//! Snapshot stream header

use serde::{Deserialize, Serialize};

use crate::error::{FormatError, Result};
use crate::stream::{SnapshotSink, SnapshotSource};
use crate::{SNAPSHOT_MAGIC, SNAPSHOT_VERSION};

/// Size of the encoded header in bytes
pub const HEADER_SIZE: usize = SNAPSHOT_MAGIC.len() + 4 + 4;

/// Fixed-size header at the start of every snapshot
#[derive(Debug, Clone, Copy, PartialEq, Eq, Serialize, Deserialize)]
pub struct SnapshotHeader {
    /// Format version the stream was written with
    pub version: u32,
    /// Chunk capacity (in slots) used for the `NextChunk` protocol
    pub chunk_capacity: u32,
}

impl SnapshotHeader {
    /// Header for the current format version
    pub fn new(chunk_capacity: u32) -> Self {
        Self {
            version: SNAPSHOT_VERSION,
            chunk_capacity,
        }
    }

    /// Write the header
    pub fn write(&self, sink: &mut SnapshotSink) {
        sink.put_raw(&SNAPSHOT_MAGIC);
        sink.put_u32(self.version);
        sink.put_u32(self.chunk_capacity);
    }

    /// Read and validate the header
    pub fn read(source: &mut SnapshotSource<'_>) -> Result<Self> {
        if source.remaining() < HEADER_SIZE {
            return Err(FormatError::TruncatedStream {
                offset: source.position(),
                needed: HEADER_SIZE,
            });
        }

        if source.get_raw(SNAPSHOT_MAGIC.len())? != SNAPSHOT_MAGIC {
            return Err(FormatError::InvalidMagic);
        }

        let version = source.get_u32()?;
        if version != SNAPSHOT_VERSION {
            return Err(FormatError::UnsupportedVersion(version));
        }

        let chunk_capacity = source.get_u32()?;
        Ok(Self {
            version,
            chunk_capacity,
        })
    }
}

#[cfg(test)]
mod tests {
    use super::*;

    #[test]
    fn test_header_roundtrip() {
        let mut sink = SnapshotSink::new();
        SnapshotHeader::new(4096).write(&mut sink);
        assert_eq!(sink.position(), HEADER_SIZE);

        let mut source = SnapshotSource::new(sink.data());
        let header = SnapshotHeader::read(&mut source).unwrap();
        assert_eq!(header.version, SNAPSHOT_VERSION);
        assert_eq!(header.chunk_capacity, 4096);
    }

    #[test]
    fn test_invalid_magic() {
        let bytes = b"INVALID\0........";
        let result = SnapshotHeader::read(&mut SnapshotSource::new(bytes));
        assert_eq!(result, Err(FormatError::InvalidMagic));
    }

    #[test]
    fn test_version_mismatch() {
        let mut sink = SnapshotSink::new();
        SnapshotHeader {
            version: SNAPSHOT_VERSION + 1,
            chunk_capacity: 16,
        }
        .write(&mut sink);
        let result = SnapshotHeader::read(&mut SnapshotSource::new(sink.data()));
        assert_eq!(result, Err(FormatError::UnsupportedVersion(SNAPSHOT_VERSION + 1)));
    }

    #[test]
    fn test_short_header() {
        let result = SnapshotHeader::read(&mut SnapshotSource::new(&SNAPSHOT_MAGIC));
        assert!(matches!(result, Err(FormatError::TruncatedStream { offset: 0, .. })));
    }
}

#### What needs to be done
Everything from the first line of the records through the line containing "pub const HEADER_SIZE: usize" is to be set down exactly, while later lines are left out.

#### Answer box
//! Snapshot stream header

use serde::{Deserialize, Serialize};

use crate::error::{FormatError, Result};
use crate::stream::{SnapshotSink, SnapshotSource};
use crate::{SNAPSHOT_MAGIC, SNAPSHOT_VERSION};

/// Size of the encoded header in bytes
pub const HEADER_SIZE: usize = SNAPSHOT_MAGIC.len() + 4 + 4;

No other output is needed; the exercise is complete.